There are many questions that remain, such as if ganglion cell loss is responsible for the decrease in contrast sensitivity then will the amount of GC loss act as a predictor for the amount of improvement that may occur following treatment? Will earlier intervention, in cases of diabetic retinopathy and diabetic macular edema delay, reduce, or prevent loss of GCL and therefore preserve contrast sensitivity? What modality would be best to apply contrast sensitivity testing in a non-academic setting to evaluate loss? How far are we away from setting contrast sensitivity levels for licensed activities? Is there a staged approach to developing contrast sensitivity thresholds and their implementation? Ultimately, could a license with limitations be the solution to concerns in relation to contrast sensitivity and road safety, with research and health promotion toward prevention techniques and restoration of contrast sensitivity vision being the primary goal?

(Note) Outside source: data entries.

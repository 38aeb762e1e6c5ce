//! Cart line and product reference types.

use rust_decimal::Decimal;
use rust_decimal::prelude::FromPrimitive;
use serde::{Deserialize, Serialize};

/// Smallest quantity a cart line may hold.
pub const MIN_QUANTITY: u32 = 1;

/// Largest quantity a cart line may hold.
pub const MAX_QUANTITY: u32 = 99;

/// Clamp a quantity into the allowed `1..=99` range.
#[must_use]
pub const fn clamp_quantity(quantity: u32) -> u32 {
    if quantity < MIN_QUANTITY {
        MIN_QUANTITY
    } else if quantity > MAX_QUANTITY {
        MAX_QUANTITY
    } else {
        quantity
    }
}

/// Round and clamp a raw quantity request, as typed into a free-text field
/// or read back from a persisted snapshot.
///
/// Returns `None` when the request is not a finite number; the caller keeps
/// (or defaults) the quantity it already has.
#[must_use]
#[allow(clippy::cast_possible_truncation, clippy::cast_sign_loss)]
pub fn sanitize_requested_quantity(requested: f64) -> Option<u32> {
    if !requested.is_finite() {
        return None;
    }
    let rounded = requested.round();
    Some(if rounded <= f64::from(MIN_QUANTITY) {
        MIN_QUANTITY
    } else if rounded >= f64::from(MAX_QUANTITY) {
        MAX_QUANTITY
    } else {
        // rounded is within 1..=99 here, so the cast is exact
        rounded as u32
    })
}

/// A product reference as handed to the cart by the catalog UI.
///
/// `price` is the unit price at the moment the product is added; the cart
/// never refreshes it from the catalog afterwards.
#[derive(Debug, Clone, PartialEq, Eq, Serialize, Deserialize)]
#[serde(rename_all = "camelCase")]
pub struct Product {
    pub id: String,
    pub name: String,
    #[serde(with = "rust_decimal::serde::float")]
    pub price: Decimal,
    #[serde(default, skip_serializing_if = "Option::is_none")]
    pub image_url: Option<String>,
}

impl Product {
    /// Create a product reference without an image.
    #[must_use]
    pub fn new(id: impl Into<String>, name: impl Into<String>, price: Decimal) -> Self {
        Self {
            id: id.into(),
            name: name.into(),
            price,
            image_url: None,
        }
    }

    /// Create a product reference from a raw float price as delivered by
    /// the catalog API. Non-finite prices are coerced to zero so bad
    /// upstream data cannot block the cart.
    #[must_use]
    pub fn with_f64_price(id: impl Into<String>, name: impl Into<String>, price: f64) -> Self {
        Self::new(id, name, Decimal::from_f64(price).unwrap_or_default())
    }
}

/// One product entry in the cart with its quantity.
///
/// ## Invariants
///
/// - `id` is unique across all lines of a cart
/// - `quantity` is always within `1..=99`
/// - `price` is the add-time snapshot, never a live catalog price
#[derive(Debug, Clone, PartialEq, Eq, Serialize, Deserialize)]
#[serde(rename_all = "camelCase")]
pub struct CartLine {
    pub id: String,
    pub name: String,
    #[serde(with = "rust_decimal::serde::float")]
    pub price: Decimal,
    #[serde(default, skip_serializing_if = "Option::is_none")]
    pub image_url: Option<String>,
    pub quantity: u32,
}

impl CartLine {
    /// The line created the first time a product is added.
    #[must_use]
    pub fn first(product: &Product) -> Self {
        Self {
            id: product.id.clone(),
            name: product.name.clone(),
            price: product.price,
            image_url: product.image_url.clone(),
            quantity: MIN_QUANTITY,
        }
    }

    /// Line subtotal, `price × quantity`, exact.
    #[must_use]
    pub fn subtotal(&self) -> Decimal {
        self.price * Decimal::from(self.quantity)
    }
}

Gathering more information about contrast vision is hindered by the fact that most practitioners do not measure contrast vision because it does not provide actionable information for clinical decisions. This, however, may be a vicious circle; if it is not measured, its clinical significance cannot be assessed. In this study we found that the Camblobs was an easy test to administer, patient friendly, with the results comparable to the Pelli-Robson. Several studies have suggested that low contrast function losses may be a more sensitive detector of early disease than high contrast letter chart losses.11 The results of this study are limited by the small sample size retrospective nature and limited follow-up duration. There was also a limited variety of contrast sensitivity testing conditions and modalities, including only photopic and not mesopic or scotopic lighting and a static image size in both Pelli-Robson and CamBlobs. The normative data base for both the Pelli-Robson and CamBolbs that were used are limited in the higher age bracket and more work will be required to adjust for reduction in contrast sensitivity associated with age alone.26 It may be helpful to incorporate contrast sensitivity testing as an end point in large scale studies to assess visual functional results such as determining in DR if earlier intervention would have any effect in preserving contrast sensitivity before manifest diabetic macular edema.
Dr Martin Ten Hove, Claudia Enderlein BHSc. Dr John Robson PhD, Precision Vision (www.Precision-Vision.com) provided the CamBlobs contrast sensitivity charts.
CamBlobs charts have now been superseded by a new version SpotChecksTM.
The authors report no conflicts of interest in this work.